O Exército Brasileiro avalia o reforço do efetivo empregado na Operação Acolhida após os ataques realizados pelos Estados Unidos à Venezuela, na manhã deste sábado (3). A iniciativa visa ampliar a resposta humanitária diante de um possível aumento no fluxo de refugiados venezuelanos na fronteira com o Brasil.
A ofensiva foi confirmada pelo presidente norte-americano, Donald Trump, que afirmou que forças dos EUA atacaram diferentes regiões do território venezuelano e capturaram o presidente Nicolás Maduro e a primeira-dama, Cilia Flores. Segundo o governo dos Estados Unidos, a ação integra operações de combate ao narcotráfico internacional.

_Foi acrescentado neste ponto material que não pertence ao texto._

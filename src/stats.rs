//! Dashboard statistics. Every call recomputes from the current store state;
//! the dashboard is read-mostly and the issue volume is small, so no caching.

use serde::{Deserialize, Serialize};

use crate::db::Database;
use crate::error::CoreError;
use crate::models::{Issue, IssueType, Priority, Status};

/// Number of issues shown in the dashboard's recent-activity list.
pub const RECENT_LIMIT: usize = 10;

#[derive(Debug, Clone, Serialize, Deserialize)]
pub struct StatusCount {
    pub status: Status,
    pub count: i64,
}

#[derive(Debug, Clone, Serialize, Deserialize)]
pub struct TypeCount {
    pub issue_type: IssueType,
    pub count: i64,
}

#[derive(Debug, Clone, Serialize, Deserialize)]
pub struct PriorityCount {
    pub priority: Priority,
    pub count: i64,
}

#[derive(Debug, Clone, Serialize, Deserialize)]
pub struct DashboardStats {
    pub total_issues: i64,
    /// All four statuses, fixed order, zero counts included.
    pub issues_by_status: Vec<StatusCount>,
    /// Only types present in the data.
    pub issues_by_type: Vec<TypeCount>,
    /// Only priorities present in the data.
    pub issues_by_priority: Vec<PriorityCount>,
    /// The 10 most recently created issues, newest first.
    pub recent_issues: Vec<Issue>,
}

pub fn gather(db: &Database) -> Result<DashboardStats, CoreError> {
    let total_issues = db.count_issues()?;

    let mut issues_by_status = Vec::with_capacity(Status::ALL.len());
    for status in Status::ALL {
        issues_by_status.push(StatusCount {
            status,
            count: db.count_issues_with_status(status)?,
        });
    }

    let issues_by_type = db
        .count_issues_by_type()?
        .into_iter()
        .map(|(issue_type, count)| TypeCount { issue_type, count })
        .collect();

    let issues_by_priority = db
        .count_issues_by_priority()?
        .into_iter()
        .map(|(priority, count)| PriorityCount { priority, count })
        .collect();

    let recent_issues = db.recent_issues(RECENT_LIMIT)?;

    Ok(DashboardStats {
        total_issues,
        issues_by_status,
        issues_by_type,
        issues_by_priority,
        recent_issues,
    })
}

#[cfg(test)]
mod tests {
    use super::*;
    use crate::filter::IssueFilter;
    use crate::lifecycle::{IssueDraft, IssuePatch};
    use crate::models::{Coordinates, Location, Role};
    use proptest::prelude::*;
    use tempfile::tempdir;

    fn setup_test_db() -> (Database, tempfile::TempDir) {
        let dir = tempdir().unwrap();
        let db_path = dir.path().join("test.db");
        let db = Database::open(&db_path).unwrap();
        (db, dir)
    }

    fn draft(reporter_id: i64, issue_type: IssueType, priority: Priority) -> IssueDraft {
        IssueDraft {
            reporter_id,
            issue_type,
            description: "something broken".to_string(),
            location: Location {
                address: "Main St".to_string(),
                coordinates: Coordinates { lat: 1.0, lng: 2.0 },
            },
            photos: Vec::new(),
            priority: Some(priority),
        }
    }

    #[test]
    fn test_empty_store_zero_fills_statuses() {
        let (db, _dir) = setup_test_db();
        let stats = gather(&db).unwrap();

        assert_eq!(stats.total_issues, 0);
        assert_eq!(stats.issues_by_status.len(), 4);
        assert!(stats.issues_by_status.iter().all(|c| c.count == 0));
        assert!(stats.issues_by_type.is_empty());
        assert!(stats.issues_by_priority.is_empty());
        assert!(stats.recent_issues.is_empty());
    }

    #[test]
    fn test_status_breakdown_order_is_fixed() {
        let (db, _dir) = setup_test_db();
        let stats = gather(&db).unwrap();
        let order: Vec<Status> = stats.issues_by_status.iter().map(|c| c.status).collect();
        assert_eq!(order, Status::ALL.to_vec());
    }

    #[test]
    fn test_grouped_counts_skip_absent_values() {
        let (db, _dir) = setup_test_db();
        let user = db
            .create_user("Ada", "ada@example.com", Role::Citizen)
            .unwrap();
        db.create_issue(&draft(user.id, IssueType::Water, Priority::High))
            .unwrap();
        db.create_issue(&draft(user.id, IssueType::Water, Priority::Low))
            .unwrap();

        let stats = gather(&db).unwrap();
        assert_eq!(stats.issues_by_type.len(), 1);
        assert_eq!(stats.issues_by_type[0].issue_type, IssueType::Water);
        assert_eq!(stats.issues_by_type[0].count, 2);
        assert_eq!(stats.issues_by_priority.len(), 2);
    }

    #[test]
    fn test_recent_is_prefix_of_full_listing() {
        let (db, _dir) = setup_test_db();
        let user = db
            .create_user("Ada", "ada@example.com", Role::Citizen)
            .unwrap();
        for _ in 0..13 {
            db.create_issue(&draft(user.id, IssueType::Other, Priority::Medium))
                .unwrap();
        }

        let stats = gather(&db).unwrap();
        assert_eq!(stats.recent_issues.len(), RECENT_LIMIT);

        let all = db.list_issues(&IssueFilter::default()).unwrap();
        for (recent, listed) in stats.recent_issues.iter().zip(all.iter()) {
            assert_eq!(recent.id, listed.id);
        }
    }

    #[test]
    fn test_stats_reflect_status_changes() {
        let (db, _dir) = setup_test_db();
        let user = db
            .create_user("Ada", "ada@example.com", Role::Citizen)
            .unwrap();
        let issue = db
            .create_issue(&draft(user.id, IssueType::Safety, Priority::Urgent))
            .unwrap();
        db.update_issue(
            issue.id,
            &IssuePatch {
                status: Some(Status::Resolved),
                ..Default::default()
            },
        )
        .unwrap();

        let stats = gather(&db).unwrap();
        let resolved = stats
            .issues_by_status
            .iter()
            .find(|c| c.status == Status::Resolved)
            .unwrap();
        assert_eq!(resolved.count, 1);
    }

    proptest! {
        #![proptest_config(ProptestConfig::with_cases(16))]

        /// Total always equals the sum of the per-status counts.
        #[test]
        fn prop_total_equals_status_sum(
            picks in proptest::collection::vec(0usize..4, 0..20)
        ) {
            let (db, _dir) = setup_test_db();
            let user = db
                .create_user("Ada", "ada@example.com", Role::Citizen)
                .unwrap();

            for pick in &picks {
                let issue = db
                    .create_issue(&draft(user.id, IssueType::Other, Priority::Medium))
                    .unwrap();
                let status = Status::ALL[*pick];
                if status != Status::Pending {
                    db.update_issue(
                        issue.id,
                        &IssuePatch { status: Some(status), ..Default::default() },
                    )
                    .unwrap();
                }
            }

            let stats = gather(&db).unwrap();
            let sum: i64 = stats.issues_by_status.iter().map(|c| c.count).sum();
            prop_assert_eq!(stats.total_issues, sum);
            prop_assert_eq!(stats.total_issues, picks.len() as i64);
        }
    }
}
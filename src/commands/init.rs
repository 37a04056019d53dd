use std::fs;
use std::path::Path;

use anyhow::{Context, Result};

use crate::db::Database;

pub fn run(base_dir: &Path) -> Result<()> {
    let data_dir = base_dir.join(".civictrack");

    if data_dir.exists() {
        println!("civictrack already initialized at {}", data_dir.display());
        return Ok(());
    }

    fs::create_dir_all(&data_dir).context("Failed to create .civictrack directory")?;
    fs::create_dir_all(data_dir.join("uploads")).context("Failed to create uploads directory")?;

    let db_path = data_dir.join("issues.db");
    Database::open(&db_path).context("Failed to initialize database")?;

    println!("Initialized civictrack in {}", data_dir.display());
    println!("Register users with 'civictrack user add', then report issues.");
    Ok(())
}
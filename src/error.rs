use std::fmt;

use serde::{Deserialize, Serialize};

/// A single field-level validation failure, reported alongside its siblings
/// so the caller sees everything wrong with a request at once.
#[derive(Debug, Clone, Serialize, Deserialize)]
pub struct FieldError {
    pub field: String,
    pub message: String,
}

impl FieldError {
    pub fn new(field: &str, message: impl Into<String>) -> Self {
        FieldError {
            field: field.to_string(),
            message: message.into(),
        }
    }
}

impl fmt::Display for FieldError {
    fn fmt(&self, f: &mut fmt::Formatter<'_>) -> fmt::Result {
        write!(f, "{}: {}", self.field, self.message)
    }
}

/// Error taxonomy for the issue engine. Every failure is surfaced to the
/// caller; an operation either fully applies or fully fails.
#[derive(Debug, thiserror::Error)]
pub enum CoreError {
    /// Malformed or missing input. Caller-fixable, carries per-field detail.
    #[error("validation failed: {}", format_fields(.0))]
    Validation(Vec<FieldError>),

    /// The referenced entity does not exist.
    #[error("{0} not found")]
    NotFound(String),

    /// The caller lacks the required role.
    #[error("access denied")]
    AccessDenied,

    /// The persistence layer failed. Fatal for the request, never retried here.
    #[error("storage error: {0}")]
    Storage(#[from] rusqlite::Error),
}

impl CoreError {
    pub fn issue_not_found(id: i64) -> Self {
        CoreError::NotFound(format!("issue #{}", id))
    }

    pub fn user_not_found(id: i64) -> Self {
        CoreError::NotFound(format!("user #{}", id))
    }
}

fn format_fields(errors: &[FieldError]) -> String {
    errors
        .iter()
        .map(|e| e.to_string())
        .collect::<Vec<_>>()
        .join("; ")
}
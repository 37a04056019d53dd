use rusqlite::ToSql;

use crate::models::{IssueType, Priority, Status};

/// Optional equality criteria for listing issues. Each supplied criterion
/// narrows the result set; an empty filter matches everything.
#[derive(Debug, Clone, Default)]
pub struct IssueFilter {
    pub status: Option<Status>,
    pub issue_type: Option<IssueType>,
    pub priority: Option<Priority>,
    pub reporter_id: Option<i64>,
}

impl IssueFilter {
    pub fn by_reporter(reporter_id: i64) -> Self {
        IssueFilter {
            reporter_id: Some(reporter_id),
            ..Default::default()
        }
    }

    pub fn is_empty(&self) -> bool {
        self.status.is_none()
            && self.issue_type.is_none()
            && self.priority.is_none()
            && self.reporter_id.is_none()
    }

    /// SQL conjuncts and their parameters, in a fixed column order.
    /// Placeholders are positional starting at `?1`.
    pub fn conditions(&self) -> (Vec<String>, Vec<Box<dyn ToSql>>) {
        let mut conditions = Vec::new();
        let mut params: Vec<Box<dyn ToSql>> = Vec::new();

        if let Some(status) = self.status {
            params.push(Box::new(status.as_str()));
            conditions.push(format!("status = ?{}", params.len()));
        }
        if let Some(issue_type) = self.issue_type {
            params.push(Box::new(issue_type.as_str()));
            conditions.push(format!("issue_type = ?{}", params.len()));
        }
        if let Some(priority) = self.priority {
            params.push(Box::new(priority.as_str()));
            conditions.push(format!("priority = ?{}", params.len()));
        }
        if let Some(reporter_id) = self.reporter_id {
            params.push(Box::new(reporter_id));
            conditions.push(format!("reporter_id = ?{}", params.len()));
        }

        (conditions, params)
    }
}

#[cfg(test)]
mod tests {
    use super::*;

    #[test]
    fn test_empty_filter_has_no_conditions() {
        let filter = IssueFilter::default();
        assert!(filter.is_empty());
        let (conditions, params) = filter.conditions();
        assert!(conditions.is_empty());
        assert!(params.is_empty());
    }

    #[test]
    fn test_single_criterion() {
        let filter = IssueFilter {
            status: Some(Status::Pending),
            ..Default::default()
        };
        let (conditions, params) = filter.conditions();
        assert_eq!(conditions, vec!["status = ?1"]);
        assert_eq!(params.len(), 1);
    }

    #[test]
    fn test_all_criteria_numbered_in_order() {
        let filter = IssueFilter {
            status: Some(Status::Resolved),
            issue_type: Some(IssueType::Water),
            priority: Some(Priority::High),
            reporter_id: Some(42),
        };
        let (conditions, params) = filter.conditions();
        assert_eq!(
            conditions,
            vec![
                "status = ?1",
                "issue_type = ?2",
                "priority = ?3",
                "reporter_id = ?4"
            ]
        );
        assert_eq!(params.len(), 4);
    }

    #[test]
    fn test_by_reporter_only_constrains_reporter() {
        let filter = IssueFilter::by_reporter(9);
        let (conditions, _) = filter.conditions();
        assert_eq!(conditions, vec!["reporter_id = ?1"]);
    }
}
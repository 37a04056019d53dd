use anyhow::Result;

use crate::db::Database;
use crate::filter::IssueFilter;
use crate::models::Issue;

pub fn run(db: &Database, filter: &IssueFilter, json: bool) -> Result<()> {
    let issues = db.list_issues(filter)?;

    if json {
        println!("{}", serde_json::to_string_pretty(&issues)?);
        return Ok(());
    }

    if issues.is_empty() {
        println!("No issues found.");
        return Ok(());
    }

    for issue in &issues {
        print_row(issue);
    }

    Ok(())
}

pub(crate) fn print_row(issue: &Issue) {
    let status_display = format!("[{}]", issue.status);
    let date = issue.created_at.format("%Y-%m-%d");
    println!(
        "#{:<4} {:13} {:10} {:<40} {:8} {}",
        issue.id,
        status_display,
        issue.issue_type,
        truncate(&issue.description, 40),
        issue.priority,
        date
    );
}

pub(crate) fn truncate(s: &str, max_chars: usize) -> String {
    let char_count = s.chars().count();
    if char_count <= max_chars {
        s.to_string()
    } else {
        let truncated: String = s.chars().take(max_chars.saturating_sub(3)).collect();
        format!("{}...", truncated)
    }
}
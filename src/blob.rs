//! Photo upload boundary. Issues never hold binary content, only reference
//! strings handed back by the blob store. The local implementation copies
//! uploads into the data directory; a real deployment would point this trait
//! at object storage.

use std::fs;
use std::path::{Path, PathBuf};

use anyhow::{Context, Result};
use chrono::Utc;

use crate::error::{CoreError, FieldError};
use crate::lifecycle::MAX_PHOTOS;

/// Size ceiling per uploaded photo.
pub const MAX_PHOTO_BYTES: u64 = 5 * 1024 * 1024;

pub trait BlobStore {
    /// Persists the file and returns a stable reference string.
    fn store(&self, source: &Path) -> Result<String>;
}

/// Checks the upload batch before anything is handed to the store, so a
/// failing create leaves no blobs behind.
pub fn check_uploads(paths: &[PathBuf]) -> Result<(), CoreError> {
    let mut errors = Vec::new();

    if paths.len() > MAX_PHOTOS {
        errors.push(FieldError::new(
            "photos",
            format!("at most {} photos are allowed", MAX_PHOTOS),
        ));
    }

    for path in paths.iter().take(MAX_PHOTOS) {
        match fs::metadata(path) {
            Ok(meta) if meta.len() > MAX_PHOTO_BYTES => {
                errors.push(FieldError::new(
                    "photos",
                    format!(
                        "{} exceeds the {} MiB limit",
                        path.display(),
                        MAX_PHOTO_BYTES / (1024 * 1024)
                    ),
                ));
            }
            Ok(_) => {}
            Err(_) => {
                errors.push(FieldError::new(
                    "photos",
                    format!("{} is not readable", path.display()),
                ));
            }
        }
    }

    if errors.is_empty() {
        Ok(())
    } else {
        Err(CoreError::Validation(errors))
    }
}

/// Blob store backed by an uploads directory next to the database.
pub struct LocalBlobStore {
    dir: PathBuf,
}

impl LocalBlobStore {
    pub fn new(dir: PathBuf) -> Result<Self> {
        fs::create_dir_all(&dir)
            .with_context(|| format!("Failed to create uploads directory {}", dir.display()))?;
        Ok(LocalBlobStore { dir })
    }
}

impl BlobStore for LocalBlobStore {
    fn store(&self, source: &Path) -> Result<String> {
        let file_name = source
            .file_name()
            .and_then(|n| n.to_str())
            .context("Photo path has no usable file name")?;
        let stored_name = format!("{}-{}", Utc::now().timestamp_millis(), file_name);

        fs::copy(source, self.dir.join(&stored_name))
            .with_context(|| format!("Failed to store photo {}", source.display()))?;

        Ok(format!("/uploads/{}", stored_name))
    }
}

Fontes do governo brasileiro e das Forças Armadas informaram que a presença militar na fronteira já está consolidada e não deve sofrer alterações significativas, além do reforço pontual da Operação Acolhida, criada em 2018 para atender migrantes e refugiados venezuelanos.
A Embaixada dos Estados Unidos em Bogotá declarou estar ciente das explosões registradas em Caracas e recomendou que cidadãos norte-americanos evitem viajar à Venezuela e às áreas de fronteira com Colômbia, Brasil e Guiana.
A Polícia Federal acompanha a situação. De acordo com o diretor-geral da PF, Andrei Rodrigues, a fronteira foi fechada pelo lado venezuelano, enquanto o Brasil mantém seus postos abertos.
O governo dos EUA informou ainda que Maduro foi indiciado por narcoterrorismo e outros crimes, como tráfico internacional de drogas, e deverá ser julgado por uma Corte em Nova York. Uma coletiva de imprensa sobre a operação está prevista para ocorrer ainda neste sábado, às 13h (horário de Brasília).